Monday, November 21, 2011

Bottom of the Barrel: Trippton

Bristol Palin and son, Tripp, via Harper's Bazaar

In 2010, 6 American boys were given the name Trippton.

This is a name that rolls a couple of trends into one. First, there's Tripp, a name that was riding the cowboy/western/rugged masculine trend fairly successfully before the birth of Tripp Johnson (son of Bristol Palin) launched it up several hundred places on the top-1,000 chart (there were 23 boys named Trip/Tripp born in 2000, 47 in 2005, 194 in 2007, and 378 in 2010).

Then, there's the -ton ending. Modern parents who like a short name, but think it needs a longer version are likely to stick a -ton or -son on the end (see also -lyn for girls).

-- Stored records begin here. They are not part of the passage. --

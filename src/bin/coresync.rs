// SPDX-License-Identifier: Apache-2.0
// Copyright 2025 itsakeyfut
//
// Licensed under the Apache License, Version 2.0 (the "License");
// you may not use this file except in compliance with the License.
// You may obtain a copy of the License at
//
//     http://www.apache.org/licenses/LICENSE-2.0
//
// Unless required by applicable law or agreed to in writing, software
// distributed under the License is distributed on an "AS IS" BASIS,
// WITHOUT WARRANTIES OR CONDITIONS OF ANY KIND, either express or implied.
// See the License for the specific language governing permissions and
// limitations under the License.

use std::path::PathBuf;
use std::sync::Arc;

use clap::Parser;
use log::{error, info};
use serde::Serialize;

use coresync::core::config::Config;
use coresync::core::error::{CoreError, Result};
use coresync::core::session::{CoreSession, SessionSettings};
use coresync::core::snapshot::{SnapshotService, StateHash};
use coresync::core::virtual_core::VirtualCore;
use coresync::core::Driver;

/// Save-state consistency check for a core session
#[derive(Parser)]
#[command(name = "coresync")]
#[command(about = "Drive a core session and verify save/load round trips", long_about = None)]
struct Args {
    /// ROM file, relative to the configured games directory unless absolute
    rom: String,

    /// Configuration file (defaults to $CORESYNC_CONFIG or built-in defaults)
    #[arg(short = 'c', long)]
    config: Option<PathBuf>,

    /// System whose metadata to use
    #[arg(short = 's', long, default_value = "nes")]
    system: String,

    /// Session id (determines the save file name)
    #[arg(long, default_value = "coresync")]
    session: String,

    /// Frames to advance before saving
    #[arg(long, default_value = "100")]
    save_at: u64,

    /// Frames to advance after saving, before loading
    #[arg(short = 'n', long, default_value = "1000")]
    frames: u64,

    /// Frame rate (0 = unthrottled); defaults to the configured rate
    #[arg(long)]
    fps: Option<u32>,

    /// Print the report as JSON
    #[arg(long)]
    json: bool,
}

#[derive(Serialize)]
struct Report {
    session: String,
    system: String,
    saved_at: u64,
    frames_after_save: u64,
    saved: StateHash,
    restored: StateHash,
    consistent: bool,
}

fn main() -> Result<()> {
    // .env is optional; only complain if it exists but can't be read
    if let Err(e) = dotenvy::dotenv() {
        if !e.not_found() {
            eprintln!("Warning: Failed to load .env file: {}", e);
        }
    }

    // Initialize logger with default level INFO
    env_logger::Builder::from_env(env_logger::Env::default().default_filter_or("info")).init();

    info!("coresync v{}", env!("CARGO_PKG_VERSION"));

    let args = Args::parse();

    let config = match &args.config {
        Some(path) => Config::load(path)?,
        None => Config::from_env()?,
    };
    let meta = config.emulator(&args.system)?.clone();
    let settings = SessionSettings::from_config(&config, &args.system, &args.session)?;
    let fps = args.fps.unwrap_or(config.session.fps);

    let session = Arc::new(CoreSession::new(
        args.session.clone(),
        VirtualCore::new(meta.width, meta.height),
        settings,
    )?);

    session.load_core(&config.paths.core_path(&meta.core), meta.flags())?;
    let rom = {
        let path = PathBuf::from(&args.rom);
        if path.is_absolute() || path.exists() {
            path
        } else {
            config.paths.game_path(&args.rom)
        }
    };
    session.load_rom(&rom)?;

    let video = session.handle_video(|_frame| {})?;
    let audio = session.handle_audio(|_batch| {})?;
    let input = session.route_input()?;

    let snapshots = SnapshotService::new(Arc::clone(&session));

    Driver::new(Arc::clone(&session), fps)
        .with_max_frames(args.save_at)
        .with_close_on_exit(false)
        .run()?;

    snapshots.save()?;
    let saved = snapshots.current_state_hash()?;
    info!("Saved at frame {}: {}", session.frame_count(), saved);

    Driver::new(Arc::clone(&session), fps)
        .with_max_frames(args.frames)
        .with_close_on_exit(false)
        .run()?;

    snapshots.load()?;
    let restored = snapshots.current_state_hash()?;
    info!("Restored: {}", restored);

    session.close();
    for consumer in [video, audio, input] {
        if consumer.join().is_err() {
            error!("Consumer thread panicked");
        }
    }

    let report = Report {
        session: args.session,
        system: args.system,
        saved_at: args.save_at,
        frames_after_save: args.frames,
        consistent: saved == restored,
        saved,
        restored,
    };

    if args.json {
        match serde_json::to_string_pretty(&report) {
            Ok(json) => println!("{}", json),
            Err(e) => error!("Failed to encode report: {}", e),
        }
    } else {
        println!("saved:    {}", report.saved);
        println!("restored: {}", report.restored);
        println!("{}", if report.consistent { "OK" } else { "MISMATCH" });
    }

    if !report.consistent {
        error!("State restore was inconsistent");
        return Err(CoreError::Deserialize(format!(
            "restored state {} differs from saved state {}",
            report.restored, report.saved
        )));
    }

    Ok(())
}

Examples include Treyton, Cashton, Coleton, Jaxton, Daxton, Maxton, etc. In my opinion, there's nothing wrong with Trey, Cash, Cole, or Jax/Dax/Max as given names (not my style, but fine names), and sticking a -ton doesn't really make them more sophisticated. I much prefer the straightforward Cash to the over-reaching Cashton.

Trippton sits at the intersection of these two orbits. I can see it appealing to fans of the rugged masculine style — maybe a good brother for Mavryk. That said, if you have kids named Trippton and Mavryk, be prepared for people to assume that you are a Palin devotee.

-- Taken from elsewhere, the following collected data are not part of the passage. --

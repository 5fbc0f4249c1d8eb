// SPDX-License-Identifier: Apache-2.0
// Copyright 2025 itsakeyfut
//
// Licensed under the Apache License, Version 2.0 (the "License");
// you may not use this file except in compliance with the License.
// You may obtain a copy of the License at
//
//     http://www.apache.org/licenses/LICENSE-2.0
//
// Unless required by applicable law or agreed to in writing, software
// distributed under the License is distributed on an "AS IS" BASIS,
// WITHOUT WARRANTIES OR CONDITIONS OF ANY KIND, either express or implied.
// See the License for the specific language governing permissions and
// limitations under the License.

//! State snapshot service
//!
//! Snapshots are compared through content digests rather than byte for
//! byte. A [`StateHash`] is the hex-encoded MD5 of a snapshot; equal hashes
//! mean equal states. Hashing happens outside the core lock, so comparing
//! a pre-save state with a post-load state never holds the critical
//! section longer than one serialize call.
//!
//! # Ordering
//!
//! `save()` followed by `load()` reproduces the saved hash only if no frame
//! advance ran in between. When a driver is advancing concurrently, either
//! serialize the save/load/hash sequence against it, or use
//! [`SnapshotService::verify_round_trip`], which does all three under one
//! lock hold.

use std::fmt;
use std::sync::Arc;

use log::debug;
use serde::{Deserialize, Serialize};

use super::error::{CoreError, Result};
use super::handle::CoreHandle;
use super::session::{read_save, CoreSession};

/// Hex-encoded content digest of a snapshot
#[derive(Debug, Clone, PartialEq, Eq, Hash, PartialOrd, Ord, Serialize, Deserialize)]
#[serde(transparent)]
pub struct StateHash(String);

impl StateHash {
    pub fn as_str(&self) -> &str {
        &self.0
    }
}

impl fmt::Display for StateHash {
    fn fmt(&self, f: &mut fmt::Formatter<'_>) -> fmt::Result {
        f.write_str(&self.0)
    }
}

impl AsRef<str> for StateHash {
    fn as_ref(&self) -> &str {
        &self.0
    }
}

/// Digest a snapshot
///
/// ```
/// use coresync::core::snapshot::hash;
///
/// assert_eq!(hash(b"").as_str(), "d41d8cd98f00b204e9800998ecf8427e");
/// assert_eq!(hash(b"state"), hash(b"state"));
/// ```
pub fn hash(bytes: &[u8]) -> StateHash {
    StateHash(format!("{:x}", md5::compute(bytes)))
}

/// Save, load and fingerprint the state of a shared session
pub struct SnapshotService<C: CoreHandle> {
    session: Arc<CoreSession<C>>,
}

impl<C: CoreHandle> Clone for SnapshotService<C> {
    fn clone(&self) -> Self {
        Self {
            session: Arc::clone(&self.session),
        }
    }
}

impl<C: CoreHandle> SnapshotService<C> {
    pub fn new(session: Arc<CoreSession<C>>) -> Self {
        Self { session }
    }

    pub fn session(&self) -> &Arc<CoreSession<C>> {
        &self.session
    }

    /// Persist the live state (see [`CoreSession::save`])
    pub fn save(&self) -> Result<()> {
        self.session.save()
    }

    /// Restore the persisted state (see [`CoreSession::load`])
    pub fn load(&self) -> Result<()> {
        self.session.load()
    }

    /// Hash of the live state
    ///
    /// Holds the core lock only while serializing.
    pub fn current_state_hash(&self) -> Result<StateHash> {
        let bytes = self.session.snapshot()?;
        Ok(hash(&bytes))
    }

    /// Hash of the save file
    ///
    /// Reads the file without taking the core lock.
    pub fn persisted_state_hash(&self) -> Result<StateHash> {
        let bytes = read_save(self.session.save_path())?;
        Ok(hash(&bytes))
    }

    /// Live hash and, if a save exists, persisted hash
    pub fn dump_state(&self) -> Result<(StateHash, Option<StateHash>)> {
        let live = self.current_state_hash()?;
        let persisted = match self.persisted_state_hash() {
            Ok(hash) => Some(hash),
            Err(CoreError::NotFound(_)) => None,
            Err(e) => return Err(e),
        };

        debug!(
            "Session {}: mem: {}, dat: {}",
            self.session.id(),
            live,
            persisted.as_ref().map_or("-", StateHash::as_str)
        );
        Ok((live, persisted))
    }

    /// Save, load and confirm the live state matches the save file
    ///
    /// Runs under a single lock hold, so it is safe while a driver is
    /// advancing frames. Returns the verified hash.
    pub fn verify_round_trip(&self) -> Result<StateHash> {
        let (persisted, live) = self.session.round_trip()?;
        if persisted != live {
            return Err(CoreError::Deserialize(format!(
                "restored state {} differs from saved state {}",
                live, persisted
            )));
        }
        Ok(live)
    }
}
// SPDX-License-Identifier: Apache-2.0
// Copyright 2025 itsakeyfut
//
// Licensed under the Apache License, Version 2.0 (the "License");
// you may not use this file except in compliance with the License.
// You may obtain a copy of the License at
//
//     http://www.apache.org/licenses/LICENSE-2.0
//
// Unless required by applicable law or agreed to in writing, software
// distributed under the License is distributed on an "AS IS" BASIS,
// WITHOUT WARRANTIES OR CONDITIONS OF ANY KIND, either express or implied.
// See the License for the specific language governing permissions and
// limitations under the License.

//! Frame sink channel integration tests

mod common;

use std::sync::{Arc, Mutex};
use std::thread;
use std::time::Duration;

use common::assertions::assert_in_order;
use common::fixtures::{bare_session, boot};
use coresync::core::config::ChannelConfig;
use coresync::core::frame::{Buttons, InputEvent};
use coresync::core::virtual_core::VirtualCore;
use coresync::core::CoreError;
use proptest::prelude::*;

fn virtual_core() -> VirtualCore {
    VirtualCore::new(common::fixtures::TEST_WIDTH, common::fixtures::TEST_HEIGHT)
}

#[test]
fn test_every_frame_delivered_in_order() {
    let mut test = bare_session("ordering", virtual_core(), |s| s);
    boot(&test, "A.rom");

    let seen = Arc::new(Mutex::new(Vec::new()));
    let sink = Arc::clone(&seen);
    let video = test
        .session
        .handle_video(move |frame| {
            assert_eq!(frame.pixels.len(), frame.expected_len());
            sink.lock().unwrap().push(frame.seq);
        })
        .unwrap();
    let audio = test.session.handle_audio(|_| {}).unwrap();
    test.adopt(video);
    test.adopt(audio);

    test.run_frames(500);
    let counts = test.shutdown();

    assert_eq!(counts, vec![500, 500]);
    let seen = seen.lock().unwrap();
    assert_eq!(seen.len(), 500);
    assert_in_order(&seen);
}

#[test]
fn test_frames_are_never_empty() {
    let mut test = bare_session("non_empty", virtual_core(), |s| s);
    boot(&test, "A.rom");
    let video = test
        .session
        .handle_video(|frame| assert!(!frame.is_empty(), "empty video frame"))
        .unwrap();
    let audio = test
        .session
        .handle_audio(|batch| assert!(!batch.is_empty(), "empty audio batch"))
        .unwrap();
    test.adopt(video);
    test.adopt(audio);

    test.run_frames(60);
    assert_eq!(test.shutdown(), vec![60, 60]);
}

#[test]
fn test_close_drains_buffered_frames() {
    let test = bare_session("drain", virtual_core(), |s| s);
    boot(&test, "A.rom");
    let video = test.session.take_video().unwrap();
    let audio = test.session.take_audio().unwrap();

    // Fits entirely in the default buffers, so no consumer is needed yet
    test.run_frames(20);
    test.session.close();

    let frames: Vec<u64> = video.into_iter().map(|frame| frame.seq).collect();
    assert_eq!(frames.len(), 20);
    assert_in_order(&frames);
    assert_eq!(audio.into_iter().count(), 20);
    test.shutdown();
}

#[test]
fn test_slow_consumer_applies_backpressure() {
    let channels = ChannelConfig {
        video: 2,
        audio: 2,
        input: 2,
    };
    let mut test = bare_session("backpressure", virtual_core(), |s| s.with_channels(channels));
    boot(&test, "A.rom");

    let seen = Arc::new(Mutex::new(Vec::new()));
    let sink = Arc::clone(&seen);
    let video = test
        .session
        .handle_video(move |frame| {
            thread::sleep(Duration::from_millis(2));
            sink.lock().unwrap().push(frame.seq);
        })
        .unwrap();
    let audio = test.session.handle_audio(|_| {}).unwrap();
    test.adopt(video);
    test.adopt(audio);

    test.run_frames(40);
    assert_eq!(test.shutdown(), vec![40, 40]);
    assert_in_order(&seen.lock().unwrap());
}

#[test]
fn test_multiple_audio_batches_per_frame() {
    let core = virtual_core().with_audio_batches(3);
    let mut test = bare_session("audio_batches", core, |s| s);
    boot(&test, "A.rom");
    let video = test.session.handle_video(|_| {}).unwrap();
    let audio = test.session.handle_audio(|_| {}).unwrap();
    test.adopt(video);
    test.adopt(audio);

    test.run_frames(10);
    assert_eq!(test.shutdown(), vec![10, 30]);
}

#[test]
fn test_input_events_in_order() {
    let mut test = bare_session("input_order", virtual_core(), |s| s);
    boot(&test, "A.rom");

    let seen = Arc::new(Mutex::new(Vec::new()));
    let sink = Arc::clone(&seen);
    let input = test
        .session
        .handle_input(move |event: InputEvent| sink.lock().unwrap().push(event.value))
        .unwrap();
    test.adopt(input);

    for value in 0..300i16 {
        test.session
            .push_input(InputEvent::button(0, Buttons::A, value % 2 == 1))
            .unwrap();
    }

    assert_eq!(test.shutdown(), vec![300]);
    let expected: Vec<i16> = (0..300).map(|v| v % 2).collect();
    assert_eq!(*seen.lock().unwrap(), expected);
}

#[test]
fn test_routed_input_reaches_core() {
    let mut plain = bare_session("input_plain", virtual_core(), |s| s);
    let mut pressed = bare_session("input_pressed", virtual_core(), |s| s);

    for test in [&mut plain, &mut pressed] {
        boot(test, "A.rom");
        let video = test.session.handle_video(|_| {}).unwrap();
        let audio = test.session.handle_audio(|_| {}).unwrap();
        test.adopt(video);
        test.adopt(audio);
    }

    // Apply the press directly so it is in effect before the first frame
    pressed
        .session
        .controllers()
        .lock()
        .unwrap()
        .apply(&InputEvent::button(0, Buttons::START, true));

    plain.run_frames(5);
    pressed.run_frames(5);
    assert_ne!(
        plain.snapshots.current_state_hash().unwrap(),
        pressed.snapshots.current_state_hash().unwrap()
    );

    plain.shutdown();
    pressed.shutdown();
}

#[test]
fn test_input_after_consumer_gone() {
    let test = bare_session("input_gone", virtual_core(), |s| s);
    drop(test.session.take_input().unwrap());
    assert!(matches!(
        test.session.push_input(InputEvent::button(0, Buttons::B, true)),
        Err(CoreError::ChannelClosed(_))
    ));
    test.shutdown();
}

proptest! {
    #![proptest_config(ProptestConfig::with_cases(16))]

    #[test]
    fn prop_consumer_sees_every_frame(frames in 1u64..120, capacity in 1usize..8) {
        let channels = ChannelConfig { video: capacity, audio: capacity, input: 1 };
        let test = bare_session("prop_channels", virtual_core(), |s| s.with_channels(channels));
        boot(&test, "P.rom");

        let video = test.session.take_video().unwrap();
        let audio = test.session.handle_audio(|_| {}).unwrap();
        let collector = thread::spawn(move || video.into_iter().map(|f| f.seq).collect::<Vec<_>>());

        test.run_frames(frames);
        test.session.close();

        let seen = collector.join().unwrap();
        prop_assert_eq!(seen.len() as u64, frames);
        prop_assert!(seen.windows(2).all(|w| w[1] == w[0] + 1));
        prop_assert_eq!(audio.join().unwrap(), frames);
        test.shutdown();
    }
}
// SPDX-License-Identifier: Apache-2.0
// Copyright 2025 itsakeyfut
//
// Licensed under the Apache License, Version 2.0 (the "License");
// you may not use this file except in compliance with the License.
// You may obtain a copy of the License at
//
//     http://www.apache.org/licenses/LICENSE-2.0
//
// Unless required by applicable law or agreed to in writing, software
// distributed under the License is distributed on an "AS IS" BASIS,
// WITHOUT WARRANTIES OR CONDITIONS OF ANY KIND, either express or implied.
// See the License for the specific language governing permissions and
// limitations under the License.

//! Frame sink channels
//!
//! Bounded, ordered queues that carry core output (video frames, audio
//! batches) and input events between the session and its consumers.
//!
//! # Delivery guarantees
//!
//! - Items are delivered in production order, exactly once.
//! - A full channel blocks the producer; nothing is ever dropped.
//! - Dropping the sender closes the channel, but buffered items are still
//!   delivered before the receiver observes the closure.
//!
//! Each channel has a single logical consumer. Fan-out, if needed, is the
//! consumer's job.

use std::fmt;
use std::sync::mpsc::{self, Receiver, RecvTimeoutError, SyncSender, TryRecvError};
use std::thread::{self, JoinHandle};
use std::time::Duration;

use log::{debug, trace};

/// Default video channel capacity (frames)
pub const DEFAULT_VIDEO_CAPACITY: usize = 30;

/// Default audio channel capacity (sample batches)
pub const DEFAULT_AUDIO_CAPACITY: usize = 30;

/// Default input channel capacity (events)
pub const DEFAULT_INPUT_CAPACITY: usize = 100;

/// Identifies one of the three session channels
#[derive(Debug, Clone, Copy, PartialEq, Eq, Hash)]
pub enum ChannelKind {
    Video,
    Audio,
    Input,
}

impl ChannelKind {
    pub fn as_str(self) -> &'static str {
        match self {
            ChannelKind::Video => "video",
            ChannelKind::Audio => "audio",
            ChannelKind::Input => "input",
        }
    }
}

impl fmt::Display for ChannelKind {
    fn fmt(&self, f: &mut fmt::Formatter<'_>) -> fmt::Result {
        f.write_str(self.as_str())
    }
}

/// Returned by [`SinkSender::send`] when the receiving side is gone
///
/// Carries the undelivered item back to the caller.
#[derive(Debug, PartialEq, Eq)]
pub struct Disconnected<T>(pub T);

/// Producer half of a frame sink channel
pub struct SinkSender<T> {
    tx: SyncSender<T>,
    kind: ChannelKind,
}

// Manual impl: `T` itself doesn't need to be `Clone`
impl<T> Clone for SinkSender<T> {
    fn clone(&self) -> Self {
        Self {
            tx: self.tx.clone(),
            kind: self.kind,
        }
    }
}

impl<T> SinkSender<T> {
    /// Push an item, blocking while the channel is full
    pub fn send(&self, item: T) -> Result<(), Disconnected<T>> {
        self.tx.send(item).map_err(|mpsc::SendError(item)| {
            debug!("{} channel: receiver gone, item not delivered", self.kind);
            Disconnected(item)
        })
    }

    pub fn kind(&self) -> ChannelKind {
        self.kind
    }
}

/// Consumer half of a frame sink channel
pub struct SinkReceiver<T> {
    rx: Receiver<T>,
    kind: ChannelKind,
}

impl<T> SinkReceiver<T> {
    /// Block until the next item arrives
    ///
    /// Returns `None` once the channel is closed and fully drained.
    pub fn recv(&self) -> Option<T> {
        self.rx.recv().ok()
    }

    /// Non-blocking receive
    ///
    /// `Ok(None)` means the channel is empty but still open.
    pub fn try_recv(&self) -> Result<Option<T>, Closed> {
        match self.rx.try_recv() {
            Ok(item) => Ok(Some(item)),
            Err(TryRecvError::Empty) => Ok(None),
            Err(TryRecvError::Disconnected) => Err(Closed),
        }
    }

    /// Receive with a deadline
    ///
    /// `Ok(None)` means the timeout elapsed with the channel still open.
    pub fn recv_timeout(&self, timeout: Duration) -> Result<Option<T>, Closed> {
        match self.rx.recv_timeout(timeout) {
            Ok(item) => Ok(Some(item)),
            Err(RecvTimeoutError::Timeout) => Ok(None),
            Err(RecvTimeoutError::Disconnected) => Err(Closed),
        }
    }

    pub fn kind(&self) -> ChannelKind {
        self.kind
    }

    /// Blocking iterator over the remaining items until closure
    pub fn iter(&self) -> impl Iterator<Item = T> + '_ {
        self.rx.iter()
    }
}

impl<T> IntoIterator for SinkReceiver<T> {
    type Item = T;
    type IntoIter = mpsc::IntoIter<T>;

    fn into_iter(self) -> Self::IntoIter {
        self.rx.into_iter()
    }
}

/// The channel has been closed and drained
#[derive(Debug, Clone, Copy, PartialEq, Eq)]
pub struct Closed;

/// Create a bounded frame sink channel
///
/// # Panics
///
/// Panics if `capacity` is 0. A zero-capacity channel would turn every push
/// into a rendezvous with the consumer while the core lock is held.
pub fn channel<T>(kind: ChannelKind, capacity: usize) -> (SinkSender<T>, SinkReceiver<T>) {
    assert!(capacity > 0, "{} channel capacity must be at least 1", kind);
    let (tx, rx) = mpsc::sync_channel(capacity);
    (SinkSender { tx, kind }, SinkReceiver { rx, kind })
}

/// Spawn a consumer thread that runs `handler` for every item
///
/// The thread exits once the channel is closed and drained. Joining it
/// yields the number of items handled.
pub fn spawn_consumer<T, F>(receiver: SinkReceiver<T>, mut handler: F) -> std::io::Result<JoinHandle<u64>>
where
    T: Send + 'static,
    F: FnMut(T) + Send + 'static,
{
    let kind = receiver.kind();
    thread::Builder::new()
        .name(format!("{}-consumer", kind))
        .spawn(move || {
            let mut handled = 0u64;
            for item in receiver {
                handler(item);
                handled += 1;
                trace!("{} consumer: handled item {}", kind, handled);
            }
            debug!("{} consumer: channel closed after {} items", kind, handled);
            handled
        })
}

  1. These worries over names seeming too short is very much an American phenomenon, not encountered much elsewhere. I can understand why people prefer to give a child the formal "long form" of a name. But when a name isn't actually short for anything -- only seems it -- and precipitates the invention of a long form... I can't help feeling the plot may have been lost!

  2. This might come up with Kiptyn - seems like there are so many Kiptyn's these days!